This past Saturday we had an auction for the New Albany Police Department - their regular impound auto auction. Over the years these auctions have become quite a success - events to look forward to - and Saturday was no exception, over $70,000 in sales! It sure helped to have a few garbage trucks in the mix. Yes, I said garbage trucks. Sometimes we auction-off the city's old equipment, and those items can make for entertaining banter. But this particular auction was special indeed.

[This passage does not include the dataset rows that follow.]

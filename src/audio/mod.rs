//! Audio side of brownnoise
//!
//! - Brown noise generation (`signals`)
//! - Stereo frames and output conversions (`buffer`)
//! - Native playback through cpal (`device`, `player`)

pub mod buffer;
pub mod signals;

#[cfg(not(target_arch = "wasm32"))]
pub mod device;
#[cfg(not(target_arch = "wasm32"))]
pub mod player;
//! Deliberately broken generators: the suite must catch each defect and
//! name the check that failed.

use std::sync::atomic::{AtomicI64, Ordering};

use conformity::*;

/// Shrink tree whose child sequence never empties.
fn endless(value: i64) -> Shrinkable<i64> {
    Shrinkable::new(value, move || vec![endless(value)])
}

struct NeverEmpty;

impl Generator for NeverEmpty {
    type Value = i64;

    fn generate(&self, source: &mut Source, _bias: Option<BiasFactor>) -> Shrinkable<i64> {
        endless(source.next_bounded(100) as i64)
    }
}

pub fn test_never_empty_children_trip_the_walk_budget() {
    let settings = Settings::new(|_: &i64, _: &()| true)
        .with_trials(5)
        .with_walk_budget(32);
    let violation = check_generator_from(|_: &()| NeverEmpty, &settings, Seed::from_u64(1))
        .expect_err("a tree that never reaches a leaf must be rejected");
    assert_eq!(violation.check, Check::SameSeedSameShrinks);
    assert!(violation.detail.contains("32 steps"), "{}", violation.detail);
}

static DRIFT: AtomicI64 = AtomicI64::new(0);

/// Reads ambient state on every generation, so two instances built from
/// the same seed disagree.
struct Drifting;

impl Generator for Drifting {
    type Value = i64;

    fn generate(&self, source: &mut Source, _bias: Option<BiasFactor>) -> Shrinkable<i64> {
        let drift = DRIFT.fetch_add(1, Ordering::Relaxed);
        Shrinkable::singleton(source.next_bounded(10) as i64 + drift)
    }
}

pub fn test_ambient_state_breaks_generation_determinism() {
    let settings = Settings::new(|_: &i64, _: &()| true).with_trials(5);
    let violation = check_generator_from(|_: &()| Drifting, &settings, Seed::from_u64(2))
        .expect_err("a generator reading ambient state must be rejected");
    assert_eq!(violation.check, Check::SameSeedSameValues);
}

/// Generates inside [0, 100) but shrinks to -1.
struct EscapingShrink;

impl Generator for EscapingShrink {
    type Value = i64;

    fn generate(&self, source: &mut Source, _bias: Option<BiasFactor>) -> Shrinkable<i64> {
        let value = source.next_bounded(100) as i64;
        Shrinkable::new(value, || vec![Shrinkable::singleton(-1)])
    }
}

pub fn test_out_of_domain_shrinks_are_caught() {
    let settings =
        Settings::new(|value: &i64, _: &()| (0..100).contains(value)).with_trials(5);
    let violation = check_generator_from(|_: &()| EscapingShrink, &settings, Seed::from_u64(3))
        .expect_err("a shrinker escaping the domain must be rejected");
    assert_eq!(violation.check, Check::ShrinksToValidValues);
    assert_eq!(violation.value, "-1");
}

/// Offers the parent value itself as its only "simplification".
struct StuckShrink;

impl Generator for StuckShrink {
    type Value = i64;

    fn generate(&self, source: &mut Source, _bias: Option<BiasFactor>) -> Shrinkable<i64> {
        let value = source.next_bounded(100) as i64;
        Shrinkable::new(value, move || vec![Shrinkable::singleton(value)])
    }
}

pub fn test_non_decreasing_shrinks_are_caught() {
    let settings = Settings::new(|_: &i64, _: &()| true)
        .with_ordering(|a: &i64, b: &i64| a < b)
        .with_trials(5);
    let violation = check_generator_from(|_: &()| StuckShrink, &settings, Seed::from_u64(4))
        .expect_err("a shrinker that fails to simplify must be rejected");
    assert_eq!(violation.check, Check::StrictlyDecreasingShrinkPath);
}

For every NAPD auction there will be some personal property (stolen or left-behind) that gets sold. Just imagine the delight of the 100+ men in attendance when the backpack full of women's scanty-panties and see-through attire came up for bid. I flashed-back in time to another NAPD auction where a car brought an extra couple hundred dollars simply for the panties hanging from the rearview mirror. I was quickly brought back to the present when the next item for bid was the condem machine! Yes, I said condem machine. Oh, they could barely get through the bidding for all the laughing.
The time to sell the cars came next. Now, when there's men and cars - women barely exist. And during an auction, I'm the most important woman out there (aside from our cashier who takes the money!). It gets hard to squeeze my way through all the people to get to the next vehicle to take bids and write the tickets. I try to be polite, "excuse me, pardon me, excuse me..." But Saturday was classic. I'm not sure if he was trying to be funny, engage in conversation with me, or hit on me, but one guy (in his late 50s/early 60s) replied to my 'excuse me' with, "Why, did ya fart?" I had no time to stop "the look" I gave him.
If you did not laugh at any point through this post, we need to talk. If I add my hand and face motions to it, you get the full effect. This will be one of those moments I save for a speaking engagement somewhere. Or write a script for a show. Or just a book, even. Oh, the stories I could tell...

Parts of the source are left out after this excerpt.